■ Exercise prompt: From the first line onward, reproduce the records exactly; the final line to include is the one holding "bot keep loading.".

■ Information given:
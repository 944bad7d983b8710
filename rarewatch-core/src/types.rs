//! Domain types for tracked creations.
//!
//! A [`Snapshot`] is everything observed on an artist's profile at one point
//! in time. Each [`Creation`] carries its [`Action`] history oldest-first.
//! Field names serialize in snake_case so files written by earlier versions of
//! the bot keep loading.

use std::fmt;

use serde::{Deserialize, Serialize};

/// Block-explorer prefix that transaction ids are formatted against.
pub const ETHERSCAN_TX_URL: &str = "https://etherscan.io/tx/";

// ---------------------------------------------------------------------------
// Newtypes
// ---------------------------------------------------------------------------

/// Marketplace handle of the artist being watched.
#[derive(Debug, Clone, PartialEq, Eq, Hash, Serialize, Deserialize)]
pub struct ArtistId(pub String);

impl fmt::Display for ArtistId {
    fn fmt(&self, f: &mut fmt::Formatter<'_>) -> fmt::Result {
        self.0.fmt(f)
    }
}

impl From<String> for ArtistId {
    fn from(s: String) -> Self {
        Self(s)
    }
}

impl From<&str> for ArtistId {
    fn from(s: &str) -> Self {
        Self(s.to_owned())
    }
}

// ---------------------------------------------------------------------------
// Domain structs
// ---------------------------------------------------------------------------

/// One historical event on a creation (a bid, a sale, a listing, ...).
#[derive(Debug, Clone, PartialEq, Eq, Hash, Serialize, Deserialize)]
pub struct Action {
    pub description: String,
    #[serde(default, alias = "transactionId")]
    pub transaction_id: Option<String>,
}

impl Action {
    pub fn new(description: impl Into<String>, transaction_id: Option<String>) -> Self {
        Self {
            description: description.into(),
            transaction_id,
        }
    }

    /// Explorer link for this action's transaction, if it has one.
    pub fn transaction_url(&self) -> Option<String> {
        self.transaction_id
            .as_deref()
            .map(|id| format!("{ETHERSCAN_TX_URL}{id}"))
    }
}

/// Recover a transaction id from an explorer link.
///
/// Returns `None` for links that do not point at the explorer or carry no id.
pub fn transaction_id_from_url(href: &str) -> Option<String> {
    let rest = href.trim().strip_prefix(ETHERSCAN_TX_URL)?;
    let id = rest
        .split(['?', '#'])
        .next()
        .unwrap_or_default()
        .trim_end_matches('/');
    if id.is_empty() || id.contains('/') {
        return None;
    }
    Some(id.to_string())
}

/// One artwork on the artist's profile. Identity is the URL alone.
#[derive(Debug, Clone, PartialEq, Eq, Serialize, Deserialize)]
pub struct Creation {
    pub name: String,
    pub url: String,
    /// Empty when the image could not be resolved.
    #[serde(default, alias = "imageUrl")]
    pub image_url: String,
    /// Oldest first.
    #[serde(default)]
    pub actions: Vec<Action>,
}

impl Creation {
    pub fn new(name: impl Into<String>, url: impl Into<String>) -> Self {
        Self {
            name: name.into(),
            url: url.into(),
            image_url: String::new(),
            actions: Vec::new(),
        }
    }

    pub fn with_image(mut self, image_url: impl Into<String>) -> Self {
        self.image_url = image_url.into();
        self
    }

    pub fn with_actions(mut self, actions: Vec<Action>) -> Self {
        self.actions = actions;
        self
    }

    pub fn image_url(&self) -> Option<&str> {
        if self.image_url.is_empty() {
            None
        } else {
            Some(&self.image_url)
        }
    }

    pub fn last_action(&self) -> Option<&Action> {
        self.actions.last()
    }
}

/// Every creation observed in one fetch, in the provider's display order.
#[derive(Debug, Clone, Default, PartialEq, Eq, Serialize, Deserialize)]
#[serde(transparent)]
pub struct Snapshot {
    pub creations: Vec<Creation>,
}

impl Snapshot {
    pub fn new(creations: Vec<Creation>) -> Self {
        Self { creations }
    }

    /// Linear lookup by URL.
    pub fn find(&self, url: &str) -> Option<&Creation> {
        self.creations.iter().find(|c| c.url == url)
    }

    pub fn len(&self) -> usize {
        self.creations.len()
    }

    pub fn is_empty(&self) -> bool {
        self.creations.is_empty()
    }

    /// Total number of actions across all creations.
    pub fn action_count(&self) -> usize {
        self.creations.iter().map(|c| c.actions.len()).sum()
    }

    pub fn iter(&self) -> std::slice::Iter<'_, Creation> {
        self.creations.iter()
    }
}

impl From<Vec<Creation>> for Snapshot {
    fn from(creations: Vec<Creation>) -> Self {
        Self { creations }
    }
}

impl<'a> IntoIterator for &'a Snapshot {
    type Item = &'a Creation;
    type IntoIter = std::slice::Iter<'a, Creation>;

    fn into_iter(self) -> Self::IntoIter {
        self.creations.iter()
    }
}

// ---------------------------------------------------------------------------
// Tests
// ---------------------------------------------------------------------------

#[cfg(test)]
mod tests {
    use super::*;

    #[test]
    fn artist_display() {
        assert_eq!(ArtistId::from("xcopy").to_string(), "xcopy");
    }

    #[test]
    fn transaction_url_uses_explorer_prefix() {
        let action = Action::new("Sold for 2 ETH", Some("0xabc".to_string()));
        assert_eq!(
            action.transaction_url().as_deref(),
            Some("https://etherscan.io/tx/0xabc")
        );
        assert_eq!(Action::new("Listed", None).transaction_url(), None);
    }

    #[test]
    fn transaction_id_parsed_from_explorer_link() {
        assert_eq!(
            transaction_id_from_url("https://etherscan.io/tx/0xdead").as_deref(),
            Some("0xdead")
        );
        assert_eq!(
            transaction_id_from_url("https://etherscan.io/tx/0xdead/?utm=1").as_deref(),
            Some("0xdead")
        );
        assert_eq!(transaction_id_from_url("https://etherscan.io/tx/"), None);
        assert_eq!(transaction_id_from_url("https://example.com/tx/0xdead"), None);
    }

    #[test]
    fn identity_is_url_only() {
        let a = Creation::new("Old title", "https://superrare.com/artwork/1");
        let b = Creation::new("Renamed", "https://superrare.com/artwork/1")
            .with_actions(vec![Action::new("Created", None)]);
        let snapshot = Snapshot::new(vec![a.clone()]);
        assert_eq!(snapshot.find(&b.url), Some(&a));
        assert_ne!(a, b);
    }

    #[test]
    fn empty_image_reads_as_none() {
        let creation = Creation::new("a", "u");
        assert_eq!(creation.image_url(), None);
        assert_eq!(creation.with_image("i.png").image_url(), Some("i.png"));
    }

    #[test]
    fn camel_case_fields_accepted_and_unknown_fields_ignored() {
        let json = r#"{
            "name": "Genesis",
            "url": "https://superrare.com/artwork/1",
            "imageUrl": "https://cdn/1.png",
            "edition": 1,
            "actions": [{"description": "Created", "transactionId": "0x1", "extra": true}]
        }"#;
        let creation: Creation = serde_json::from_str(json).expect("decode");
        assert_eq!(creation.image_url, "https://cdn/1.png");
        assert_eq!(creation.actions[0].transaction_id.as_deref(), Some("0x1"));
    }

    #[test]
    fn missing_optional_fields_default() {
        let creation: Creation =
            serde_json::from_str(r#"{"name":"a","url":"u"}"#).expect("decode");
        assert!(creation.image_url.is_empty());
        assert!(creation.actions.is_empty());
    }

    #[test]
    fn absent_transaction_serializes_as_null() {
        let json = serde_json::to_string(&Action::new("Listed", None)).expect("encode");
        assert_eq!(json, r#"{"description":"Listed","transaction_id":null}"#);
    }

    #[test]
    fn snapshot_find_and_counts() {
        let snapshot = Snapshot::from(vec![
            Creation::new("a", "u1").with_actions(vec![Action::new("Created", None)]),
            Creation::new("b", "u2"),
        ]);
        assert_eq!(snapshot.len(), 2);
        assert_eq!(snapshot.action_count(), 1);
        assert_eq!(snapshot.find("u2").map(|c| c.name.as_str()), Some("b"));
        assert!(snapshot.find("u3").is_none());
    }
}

■ Solution to this exercise:
repository 944bad7d983b8710
filename rarewatch-core/src/types.rs
//! Domain types for tracked creations.
//!
//! A [`Snapshot`] is everything observed on an artist's profile at one point
//! in time. Each [`Creation`] carries its [`Action`] history oldest-first.
//! Field names serialize in snake_case so files written by earlier versions of
//! the bot keep loading.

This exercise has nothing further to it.